(Exercise data)
//! Progress bar display for artifact resolution

use indicatif::{ProgressBar, ProgressDrawTarget, ProgressStyle};

/// Progress display while bundles are resolved
pub struct ResolutionProgress {
    bar: ProgressBar,
}

impl ResolutionProgress {
    /// Create a progress display for `total` artifacts on stderr
    ///
    /// Nothing is drawn when stderr is not a terminal.
    pub fn new(total: u64) -> Self {
        let style = ProgressStyle::default_bar()
            .template("[{bar:40.cyan/blue}] {pos}/{len} {msg}")
            .unwrap_or_else(|_| ProgressStyle::default_bar())
            .progress_chars("#>-");

        let bar = ProgressBar::with_draw_target(Some(total), ProgressDrawTarget::stderr());
        bar.set_style(style);
        if !console::Term::stderr().is_term() {
            bar.set_draw_target(ProgressDrawTarget::hidden());
        }
        Self { bar }
    }

    /// A display that never draws
    pub fn hidden() -> Self {
        Self {
            bar: ProgressBar::hidden(),
        }
    }

    /// Show the artifact currently being resolved
    pub fn update(&self, artifact: &str) {
        let display = if artifact.len() > 50 {
            let cut = artifact
                .char_indices()
                .map(|(i, _)| i)
                .find(|i| artifact.len() - i <= 47)
                .unwrap_or(0);
            format!("...{}", &artifact[cut..])
        } else {
            artifact.to_string()
        };
        self.bar.set_message(display);
    }

    pub fn inc(&self) {
        self.bar.inc(1);
    }

    pub fn finish(&self) {
        self.bar.finish_and_clear();
    }
}
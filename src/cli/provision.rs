use clap::Parser;
use std::path::PathBuf;

use crate::config::options::{DEFAULT_FRAMEWORK, DEFAULT_RUNNER_VERSION, parse_deploy_poms};
use crate::config::ProvisionOptions;

/// Arguments for the provision command
#[derive(Parser, Debug)]
#[command(after_help = "EXAMPLES:\n  \
                   Provision the build in the current directory:\n    pax provision\n\n\
                   Use the classic runner:\n    pax provision --runner 0.4.0\n\n\
                   Pass raw runner commands:\n    pax provision --provision mvn:org.example/extra/1.0\n\n\
                   Add bundles from other descriptors:\n    pax provision --deploy-poms ../shared/pom.xml,../tools/pom.xml")]
pub struct ProvisionArgs {
    /// Root project directory or descriptor (defaults to current directory)
    #[arg(long, short = 'd', value_name = "PATH")]
    pub dir: Option<PathBuf>,

    /// Framework to deploy onto
    #[arg(long, short = 'f', default_value = DEFAULT_FRAMEWORK)]
    pub framework: String,

    /// Install the deployment descriptor without launching the runner
    #[arg(long)]
    pub no_deploy: bool,

    /// Comma separated descriptors whose bundles are deployed too
    #[arg(long, value_name = "POMS")]
    pub deploy_poms: Option<String>,

    /// Pax Runner version
    #[arg(long, short = 'r', default_value = DEFAULT_RUNNER_VERSION)]
    pub runner: String,

    /// Raw provisioning command for the runner (repeatable)
    #[arg(long = "provision", short = 'p', value_name = "COMMAND", allow_hyphen_values = true)]
    pub provision: Vec<String>,

    /// Classify projects by their built jar manifests as well as their packaging
    #[arg(long)]
    pub scan_manifests: bool,
}

impl ProvisionArgs {
    pub fn options(&self) -> ProvisionOptions {
        ProvisionOptions {
            framework: self.framework.clone(),
            deploy: !self.no_deploy,
            deploy_poms: self
                .deploy_poms
                .as_deref()
                .map(parse_deploy_poms)
                .unwrap_or_default(),
            runner: self.runner.clone(),
            provision: self.provision.clone(),
            scan_manifests: self.scan_manifests,
        }
    }
}

#[cfg(test)]
#[allow(clippy::panic)]
mod tests {
    use super::*;

    fn parse(args: &[&str]) -> ProvisionArgs {
        let cli = super::super::Cli::try_parse_from(args).unwrap_or_else(|e| {
            panic!("Failed to parse CLI arguments: {e}");
        });
        match cli.command {
            super::super::Commands::Provision(args) => args,
            _ => panic!("Expected Provision command"),
        }
    }

    #[test]
    fn test_defaults() {
        let options = parse(&["pax", "provision"]).options();
        assert_eq!(options, ProvisionOptions::default());
    }

    #[test]
    fn test_all_options() {
        let args = parse(&[
            "pax",
            "provision",
            "--dir",
            "app",
            "--framework",
            "equinox",
            "--no-deploy",
            "--deploy-poms",
            "a/pom.xml, b/pom.xml",
            "--runner",
            "0.4.0",
            "-p",
            "mvn:org.example/one/1.0",
            "-p",
            "--log=debug",
            "--scan-manifests",
        ]);
        assert_eq!(args.dir, Some(PathBuf::from("app")));

        let options = args.options();
        assert_eq!(options.framework, "equinox");
        assert!(!options.deploy);
        assert_eq!(
            options.deploy_poms,
            vec![PathBuf::from("a/pom.xml"), PathBuf::from("b/pom.xml")]
        );
        assert_eq!(options.runner, "0.4.0");
        assert_eq!(options.provision, vec!["mvn:org.example/one/1.0", "--log=debug"]);
        assert!(options.scan_manifests);
    }
}
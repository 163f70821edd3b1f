//! Create-bundle command implementation

use console::style;

use crate::cli::CreateBundleArgs;
use crate::error::{self, Result};
use crate::scaffold::create_bundle;

/// Run create-bundle command
pub fn run(args: CreateBundleArgs) -> Result<()> {
    let dir = match args.dir.clone() {
        Some(dir) => dir,
        None => std::env::current_dir().map_err(|e| error::fs::read_failed(".", e.to_string()))?,
    };

    let report = create_bundle(&args.request(dir))?;

    println!(
        "{} {}",
        style("Created bundle").green().bold(),
        style(&report.coordinates).cyan()
    );
    println!("  descriptor    {}", report.descriptor.display());
    println!("  symbolic name {}", report.symbolic_name);
    match &report.parent {
        Some(parent) => println!("  module of     {}", parent.display()),
        None => println!("  standalone"),
    }
    Ok(())
}
//! Provisioning parameters

use std::path::PathBuf;

pub const DEFAULT_FRAMEWORK: &str = "felix";

pub const DEFAULT_RUNNER_VERSION: &str = "0.5.1";

/// Parameters of one provisioning run
#[derive(Debug, Clone, PartialEq, Eq)]
pub struct ProvisionOptions {
    /// Target framework passed to the runner
    pub framework: String,
    /// Invoke the runner after installing the deployment descriptor
    pub deploy: bool,
    /// Extra descriptors folded into the bundle registry
    pub deploy_poms: Vec<PathBuf>,
    /// Runner version; selects the calling convention
    pub runner: String,
    /// Raw commands passed to the NG runner
    pub provision: Vec<String>,
    /// Inspect jar manifests when classifying projects
    pub scan_manifests: bool,
}

impl Default for ProvisionOptions {
    fn default() -> Self {
        Self {
            framework: DEFAULT_FRAMEWORK.to_string(),
            deploy: true,
            deploy_poms: Vec::new(),
            runner: DEFAULT_RUNNER_VERSION.to_string(),
            provision: Vec::new(),
            scan_manifests: false,
        }
    }
}

/// Split a comma separated list of descriptor paths
pub fn parse_deploy_poms(list: &str) -> Vec<PathBuf> {
    list.split(',')
        .map(str::trim)
        .filter(|path| !path.is_empty())
        .map(PathBuf::from)
        .collect()
}

#[cfg(test)]
mod tests {
    use super::*;

    #[test]
    fn test_defaults() {
        let options = ProvisionOptions::default();
        assert_eq!(options.framework, "felix");
        assert!(options.deploy);
        assert_eq!(options.runner, "0.5.1");
    }

    #[test]
    fn test_parse_deploy_poms() {
        assert_eq!(
            parse_deploy_poms("a/pom.xml, b/pom.xml,,"),
            vec![PathBuf::from("a/pom.xml"), PathBuf::from("b/pom.xml")]
        );
        assert!(parse_deploy_poms("").is_empty());
    }
}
(End Exercise data)
(Directions) What is needed is an exact copy of all the records above.

(Solution to this task)
//! Progress bar display for artifact resolution

use indicatif::{ProgressBar, ProgressDrawTarget, ProgressStyle};

/// Progress display while bundles are resolved
pub struct ResolutionProgress {
    bar: ProgressBar,
}

impl ResolutionProgress {
    /// Create a progress display for `total` artifacts on stderr
    ///
    /// Nothing is drawn when stderr is not a terminal.
    pub fn new(total: u64) -> Self {
        let style = ProgressStyle::default_bar()
            .template("[{bar:40.cyan/blue}] {pos}/{len} {msg}")
            .unwrap_or_else(|_| ProgressStyle::default_bar())
            .progress_chars("#>-");

        let bar = ProgressBar::with_draw_target(Some(total), ProgressDrawTarget::stderr());
        bar.set_style(style);
        if !console::Term::stderr().is_term() {
            bar.set_draw_target(ProgressDrawTarget::hidden());
        }
        Self { bar }
    }

    /// A display that never draws
    pub fn hidden() -> Self {
        Self {
            bar: ProgressBar::hidden(),
        }
    }

    /// Show the artifact currently being resolved
    pub fn update(&self, artifact: &str) {
        let display = if artifact.len() > 50 {
            let cut = artifact
                .char_indices()
                .map(|(i, _)| i)
                .find(|i| artifact.len() - i <= 47)
                .unwrap_or(0);
            format!("...{}", &artifact[cut..])
        } else {
            artifact.to_string()
        };
        self.bar.set_message(display);
    }

    pub fn inc(&self) {
        self.bar.inc(1);
    }

    pub fn finish(&self) {
        self.bar.finish_and_clear();
    }
}
filename src/cli/provision.rs
use clap::Parser;
use std::path::PathBuf;

use crate::config::options::{DEFAULT_FRAMEWORK, DEFAULT_RUNNER_VERSION, parse_deploy_poms};
use crate::config::ProvisionOptions;

/// Arguments for the provision command
#[derive(Parser, Debug)]
#[command(after_help = "EXAMPLES:\n  \
                   Provision the build in the current directory:\n    pax provision\n\n\
                   Use the classic runner:\n    pax provision --runner 0.4.0\n\n\
                   Pass raw runner commands:\n    pax provision --provision mvn:org.example/extra/1.0\n\n\
                   Add bundles from other descriptors:\n    pax provision --deploy-poms ../shared/pom.xml,../tools/pom.xml")]
pub struct ProvisionArgs {
    /// Root project directory or descriptor (defaults to current directory)
    #[arg(long, short = 'd', value_name = "PATH")]
    pub dir: Option<PathBuf>,

    /// Framework to deploy onto
    #[arg(long, short = 'f', default_value = DEFAULT_FRAMEWORK)]
    pub framework: String,

    /// Install the deployment descriptor without launching the runner
    #[arg(long)]
    pub no_deploy: bool,

    /// Comma separated descriptors whose bundles are deployed too
    #[arg(long, value_name = "POMS")]
    pub deploy_poms: Option<String>,

    /// Pax Runner version
    #[arg(long, short = 'r', default_value = DEFAULT_RUNNER_VERSION)]
    pub runner: String,

    /// Raw provisioning command for the runner (repeatable)
    #[arg(long = "provision", short = 'p', value_name = "COMMAND", allow_hyphen_values = true)]
    pub provision: Vec<String>,

    /// Classify projects by their built jar manifests as well as their packaging
    #[arg(long)]
    pub scan_manifests: bool,
}

impl ProvisionArgs {
    pub fn options(&self) -> ProvisionOptions {
        ProvisionOptions {
            framework: self.framework.clone(),
            deploy: !self.no_deploy,
            deploy_poms: self
                .deploy_poms
                .as_deref()
                .map(parse_deploy_poms)
                .unwrap_or_default(),
            runner: self.runner.clone(),
            provision: self.provision.clone(),
            scan_manifests: self.scan_manifests,
        }
    }
}

#[cfg(test)]
#[allow(clippy::panic)]
mod tests {
    use super::*;

    fn parse(args: &[&str]) -> ProvisionArgs {
        let cli = super::super::Cli::try_parse_from(args).unwrap_or_else(|e| {
            panic!("Failed to parse CLI arguments: {e}");
        });
        match cli.command {
            super::super::Commands::Provision(args) => args,
            _ => panic!("Expected Provision command"),
        }
    }

    #[test]
    fn test_defaults() {
        let options = parse(&["pax", "provision"]).options();
        assert_eq!(options, ProvisionOptions::default());
    }

    #[test]
    fn test_all_options() {
        let args = parse(&[
            "pax",
            "provision",
            "--dir",
            "app",
            "--framework",
            "equinox",
            "--no-deploy",
            "--deploy-poms",
            "a/pom.xml, b/pom.xml",
            "--runner",
            "0.4.0",
            "-p",
            "mvn:org.example/one/1.0",
            "-p",
            "--log=debug",
            "--scan-manifests",
        ]);
        assert_eq!(args.dir, Some(PathBuf::from("app")));

        let options = args.options();
        assert_eq!(options.framework, "equinox");
        assert!(!options.deploy);
        assert_eq!(
            options.deploy_poms,
            vec![PathBuf::from("a/pom.xml"), PathBuf::from("b/pom.xml")]
        );
        assert_eq!(options.runner, "0.4.0");
        assert_eq!(options.provision, vec!["mvn:org.example/one/1.0", "--log=debug"]);
        assert!(options.scan_manifests);
    }
}
repository 163f70821edd3b1f
//! Create-bundle command implementation

use console::style;

use crate::cli::CreateBundleArgs;
use crate::error::{self, Result};
use crate::scaffold::create_bundle;

/// Run create-bundle command
pub fn run(args: CreateBundleArgs) -> Result<()> {
    let dir = match args.dir.clone() {
        Some(dir) => dir,
        None => std::env::current_dir().map_err(|e| error::fs::read_failed(".", e.to_string()))?,
    };

    let report = create_bundle(&args.request(dir))?;

    println!(
        "{} {}",
        style("Created bundle").green().bold(),
        style(&report.coordinates).cyan()
    );
    println!("  descriptor    {}", report.descriptor.display());
    println!("  symbolic name {}", report.symbolic_name);
    match &report.parent {
        Some(parent) => println!("  module of     {}", parent.display()),
        None => println!("  standalone"),
    }
    Ok(())
}
//! Provisioning parameters

use std::path::PathBuf;

pub const DEFAULT_FRAMEWORK: &str = "felix";

pub const DEFAULT_RUNNER_VERSION: &str = "0.5.1";

/// Parameters of one provisioning run
#[derive(Debug, Clone, PartialEq, Eq)]
pub struct ProvisionOptions {
    /// Target framework passed to the runner
    pub framework: String,
    /// Invoke the runner after installing the deployment descriptor
    pub deploy: bool,
    /// Extra descriptors folded into the bundle registry
    pub deploy_poms: Vec<PathBuf>,
    /// Runner version; selects the calling convention
    pub runner: String,
    /// Raw commands passed to the NG runner
    pub provision: Vec<String>,
    /// Inspect jar manifests when classifying projects
    pub scan_manifests: bool,
}

impl Default for ProvisionOptions {
    fn default() -> Self {
        Self {
            framework: DEFAULT_FRAMEWORK.to_string(),
            deploy: true,
            deploy_poms: Vec::new(),
            runner: DEFAULT_RUNNER_VERSION.to_string(),
            provision: Vec::new(),
            scan_manifests: false,
        }
    }
}

/// Split a comma separated list of descriptor paths
pub fn parse_deploy_poms(list: &str) -> Vec<PathBuf> {
    list.split(',')
        .map(str::trim)
        .filter(|path| !path.is_empty())
        .map(PathBuf::from)
        .collect()
}

#[cfg(test)]
mod tests {
    use super::*;

    #[test]
    fn test_defaults() {
        let options = ProvisionOptions::default();
        assert_eq!(options.framework, "felix");
        assert!(options.deploy);
        assert_eq!(options.runner, "0.5.1");
    }

    #[test]
    fn test_parse_deploy_poms() {
        assert_eq!(
            parse_deploy_poms("a/pom.xml, b/pom.xml,,"),
            vec![PathBuf::from("a/pom.xml"), PathBuf::from("b/pom.xml")]
        );
        assert!(parse_deploy_poms("").is_empty());
    }
}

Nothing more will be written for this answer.